▶ **ABOUT THIS TASK**: Of all the lines below, output only those starting at the one with "and support async" and ending at the one with "pub trait AuthStore: Send", both ends included, exactly as written.

▶ **TASK DATA**:

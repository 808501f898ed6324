//! USD/BRL exchange rate resolution.
//!
//! One rate is fetched per snapshot run and shared by every holding. The
//! primary symbol is tried first; if it has no recent close the fallback
//! symbol is used as-is (both symbols quote the same direction, so no
//! inversion arithmetic is applied). Failure at this tier is fatal for the
//! run: no partial snapshot makes sense without a conversion rate.

use std::sync::Arc;

use thiserror::Error;
use tracing::debug;

use super::QuoteSource;

/// Primary quote symbol for the USD/BRL rate.
pub const USD_BRL_PRIMARY_SYMBOL: &str = "BRL=X";

/// Fallback quote symbol, quoting the same direction as the primary.
pub const USD_BRL_FALLBACK_SYMBOL: &str = "USDBRL=X";

#[derive(Debug, Error)]
pub enum RateError {
    #[error("no USD/BRL rate available from {primary} or {fallback}")]
    Unavailable { primary: String, fallback: String },

    #[error("USD/BRL rate lookup failed: {0}")]
    Source(#[from] anyhow::Error),
}

/// Resolves the USD/BRL conversion rate with a two-tier symbol fallback.
pub struct RateService {
    quotes: Arc<dyn QuoteSource>,
    primary: String,
    fallback: String,
}

impl RateService {
    pub fn new(quotes: Arc<dyn QuoteSource>) -> Self {
        Self {
            quotes,
            primary: USD_BRL_PRIMARY_SYMBOL.to_string(),
            fallback: USD_BRL_FALLBACK_SYMBOL.to_string(),
        }
    }

    pub fn with_symbols(
        mut self,
        primary: impl Into<String>,
        fallback: impl Into<String>,
    ) -> Self {
        self.primary = primary.into();
        self.fallback = fallback.into();
        self
    }

    /// The current USD/BRL rate from the most recent trading-day close.
    ///
    /// Non-positive closes are treated the same as missing data. No retries
    /// beyond the two symbols, no caching across runs.
    pub async fn usd_brl_rate(&self) -> Result<f64, RateError> {
        if let Some(rate) = self.fetch_positive(&self.primary).await? {
            return Ok(rate);
        }

        debug!(
            symbol = %self.primary,
            "primary FX symbol returned no data, trying fallback"
        );

        if let Some(rate) = self.fetch_positive(&self.fallback).await? {
            return Ok(rate);
        }

        Err(RateError::Unavailable {
            primary: self.primary.clone(),
            fallback: self.fallback.clone(),
        })
    }

    async fn fetch_positive(&self, symbol: &str) -> Result<Option<f64>, RateError> {
        let close = self.quotes.fetch_close(symbol).await?;
        Ok(close.filter(|rate| *rate > 0.0))
    }
}
//! Adapters that bridge the storage layer to the domain layer.
//!
//! The domain layer (grantor-domain) defines abstract traits for data access:
//! - `MembershipReader`: Traverse membership edges
//! - `GrantReader`: Read direct grants
//!
//! The storage layer (grantor-storage) implements `AuthStore` with concrete
//! backends. This module provides adapters that implement the domain traits
//! using `AuthStore`, so the resolver works with any storage backend.

use std::sync::Arc;

use async_trait::async_trait;

use grantor_domain::error::{DomainError, DomainResult};
use grantor_domain::model::Permission;
use grantor_domain::resolver::{GrantReader, MembershipReader};
use grantor_storage::{AuthStore, GranteeRef, StorageError, StoredGrant};

/// Converts a storage error into a domain error.
pub(crate) fn map_storage_error(err: StorageError) -> DomainError {
    match err {
        StorageError::GroupNotFound { uuid } => DomainError::GroupNotFound { uuid },
        StorageError::InvalidInput { message } => DomainError::InvalidInput { message },
        other => DomainError::Internal {
            message: format!("storage error: {other}"),
        },
    }
}

fn to_permission(grant: StoredGrant) -> Permission {
    Permission {
        action: grant.action,
        resource_type: grant.resource_type,
        resource_id: grant.resource_id,
    }
}

pub(crate) fn to_stored_grant(permission: &Permission) -> StoredGrant {
    StoredGrant {
        action: permission.action.clone(),
        resource_type: permission.resource_type.clone(),
        resource_id: permission.resource_id.clone(),
    }
}

/// Adapter that implements `MembershipReader` using an `AuthStore`.
pub struct AuthStoreMembershipReader<S: AuthStore> {
    storage: Arc<S>,
}

impl<S: AuthStore> AuthStoreMembershipReader<S> {
    /// Creates a new adapter wrapping the given storage.
    pub fn new(storage: Arc<S>) -> Self {
        Self { storage }
    }
}

#[async_trait]
impl<S: AuthStore> MembershipReader for AuthStoreMembershipReader<S> {
    async fn containers_of(&self, member_id: &str) -> DomainResult<Vec<String>> {
        self.storage
            .containers_of(member_id)
            .await
            .map_err(map_storage_error)
    }

    async fn group_exists(&self, uuid: &str) -> DomainResult<bool> {
        self.storage
            .group_exists(uuid)
            .await
            .map_err(map_storage_error)
    }
}

/// Adapter that implements `GrantReader` using an `AuthStore`.
pub struct AuthStoreGrantReader<S: AuthStore> {
    storage: Arc<S>,
}

impl<S: AuthStore> AuthStoreGrantReader<S> {
    /// Creates a new adapter wrapping the given storage.
    pub fn new(storage: Arc<S>) -> Self {
        Self { storage }
    }
}

#[async_trait]
impl<S: AuthStore> GrantReader for AuthStoreGrantReader<S> {
    async fn grants_for_group(&self, uuid: &str) -> DomainResult<Vec<Permission>> {
        let grants = self
            .storage
            .grants_of(&GranteeRef::group(uuid))
            .await
            .map_err(map_storage_error)?;
        Ok(grants.into_iter().map(to_permission).collect())
    }

    async fn grants_for_user(&self, user_id: &str) -> DomainResult<Vec<Permission>> {
        let grants = self
            .storage
            .grants_of(&GranteeRef::user(user_id))
            .await
            .map_err(map_storage_error)?;
        Ok(grants.into_iter().map(to_permission).collect())
    }
}
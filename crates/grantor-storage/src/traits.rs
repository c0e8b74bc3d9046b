//! AuthStore trait definition.

use async_trait::async_trait;

use crate::error::{StorageError, StorageResult};

/// Resource type under which groups are addressable as grant targets.
pub const RESOURCE_TYPE_GROUP: &str = "GROUP";

/// Maximum length accepted for group names.
pub const MAX_GROUP_NAME_LEN: usize = 256;

/// Maximum length accepted for group descriptions.
pub const MAX_GROUP_DESCRIPTION_LEN: usize = 4096;

/// A stored group.
#[derive(Debug, Clone, PartialEq, Eq)]
pub struct GroupRecord {
    pub uuid: String,
    pub name: String,
    pub description: String,
    pub created_at: chrono::DateTime<chrono::Utc>,
}

/// A stored permission grant: an opaque (action, resource_type, resource_id)
/// tuple with value equality.
#[derive(Debug, Clone, PartialEq, Eq, Hash)]
pub struct StoredGrant {
    pub action: String,
    pub resource_type: String,
    pub resource_id: String,
}

impl StoredGrant {
    pub fn new(
        action: impl Into<String>,
        resource_type: impl Into<String>,
        resource_id: impl Into<String>,
    ) -> Self {
        Self {
            action: action.into(),
            resource_type: resource_type.into(),
            resource_id: resource_id.into(),
        }
    }
}

/// The principal a grant is attached to.
///
/// User ids are free-form strings and are never existence-checked by the
/// store. Group grantees are keyed by group uuid.
#[derive(Debug, Clone, PartialEq, Eq, Hash)]
pub enum GranteeRef {
    User(String),
    Group(String),
}

impl GranteeRef {
    pub fn user(id: impl Into<String>) -> Self {
        Self::User(id.into())
    }

    pub fn group(uuid: impl Into<String>) -> Self {
        Self::Group(uuid.into())
    }

    /// Returns the grantee id without the type discriminant.
    pub fn id(&self) -> &str {
        match self {
            GranteeRef::User(id) => id,
            GranteeRef::Group(uuid) => uuid,
        }
    }

    /// Stable map key, disambiguating users from groups.
    pub(crate) fn storage_key(&self) -> String {
        match self {
            GranteeRef::User(id) => format!("user:{id}"),
            GranteeRef::Group(uuid) => format!("group:{uuid}"),
        }
    }
}

/// Backend health report.
#[derive(Debug, Clone)]
pub struct HealthStatus {
    pub healthy: bool,
    pub message: Option<String>,
}

/// Validates a group identifier (non-empty, no control characters).
pub fn validate_group_id(uuid: &str) -> StorageResult<()> {
    if uuid.is_empty() {
        return Err(StorageError::InvalidInput {
            message: "group uuid must not be empty".to_string(),
        });
    }
    if uuid.chars().any(char::is_control) {
        return Err(StorageError::InvalidInput {
            message: "group uuid must not contain control characters".to_string(),
        });
    }
    Ok(())
}

/// Validates a group name against length bounds.
pub fn validate_group_name(name: &str) -> StorageResult<()> {
    if name.is_empty() {
        return Err(StorageError::InvalidInput {
            message: "group name must not be empty".to_string(),
        });
    }
    if name.len() > MAX_GROUP_NAME_LEN {
        return Err(StorageError::InvalidInput {
            message: format!("group name exceeds {MAX_GROUP_NAME_LEN} bytes"),
        });
    }
    Ok(())
}

/// Validates a group description against length bounds.
pub fn validate_group_description(description: &str) -> StorageResult<()> {
    if description.len() > MAX_GROUP_DESCRIPTION_LEN {
        return Err(StorageError::InvalidInput {
            message: format!("group description exceeds {MAX_GROUP_DESCRIPTION_LEN} bytes"),
        });
    }
    Ok(())
}

/// Validates a grant tuple (all fields non-empty).
pub fn validate_grant(grant: &StoredGrant) -> StorageResult<()> {
    if grant.action.is_empty() || grant.resource_type.is_empty() || grant.resource_id.is_empty() {
        return Err(StorageError::InvalidInput {
            message: "grant action, resource_type and resource_id must not be empty".to_string(),
        });
    }
    Ok(())
}

/// Abstract storage interface for groups, membership edges and grants.
///
/// Implementations must be thread-safe (Send + Sync) and support async
/// operations. Each method is atomic from the caller's perspective: a
/// concurrent reader never observes a partially-applied mutation of a
/// single call.
#[async_trait]
pub trait AuthStore: Send + Sync + 'static {
    // Group operations

    /// Creates a new group. Fails with `GroupAlreadyExists` on uuid collision.
    async fn create_group(
        &self,
        uuid: &str,
        name: &str,
        description: &str,
    ) -> StorageResult<GroupRecord>;

    /// Gets a group by uuid.
    async fn get_group(&self, uuid: &str) -> StorageResult<GroupRecord>;

    /// Deletes a group and cascades: removes every membership edge where the
    /// group is member or container, every grant where it is the grantee, and
    /// every grant targeting it.
    async fn delete_group(&self, uuid: &str) -> StorageResult<()>;

    /// Checks whether a group exists.
    async fn group_exists(&self, uuid: &str) -> StorageResult<bool>;

    /// Lists all groups.
    async fn list_groups(&self) -> StorageResult<Vec<GroupRecord>>;

    // Membership operations

    /// Adds a directed membership edge `member -> container`.
    ///
    /// The container must be an existing group. The member is not checked at
    /// this layer; it may be a user id. Duplicate edges are idempotent.
    async fn add_membership(&self, member_id: &str, container_uuid: &str) -> StorageResult<()>;

    /// Returns the containers the member belongs to, in insertion order.
    async fn containers_of(&self, member_id: &str) -> StorageResult<Vec<String>>;

    // Grant operations

    /// Attaches a grant to a grantee. Granting an identical tuple twice is a
    /// no-op; insertion order of distinct grants is preserved.
    async fn insert_grant(&self, grantee: &GranteeRef, grant: StoredGrant) -> StorageResult<()>;

    /// Detaches a grant from a grantee. Removing an absent grant, or removing
    /// from an unknown grantee, succeeds silently.
    async fn remove_grant(&self, grantee: &GranteeRef, grant: &StoredGrant) -> StorageResult<()>;

    /// Returns the grantee's direct grants in insertion order. Unknown
    /// grantees yield an empty list; existence policy lives above this layer.
    async fn grants_of(&self, grantee: &GranteeRef) -> StorageResult<Vec<StoredGrant>>;

    /// Reports backend health.
    async fn health_check(&self) -> StorageResult<HealthStatus>;
}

▶ **OUTPUT BELOW**:
/// Implementations must be thread-safe (Send + Sync) and support async
/// operations. Each method is atomic from the caller's perspective: a
/// concurrent reader never observes a partially-applied mutation of a
/// single call.
#[async_trait]
pub trait AuthStore: Send + Sync + 'static {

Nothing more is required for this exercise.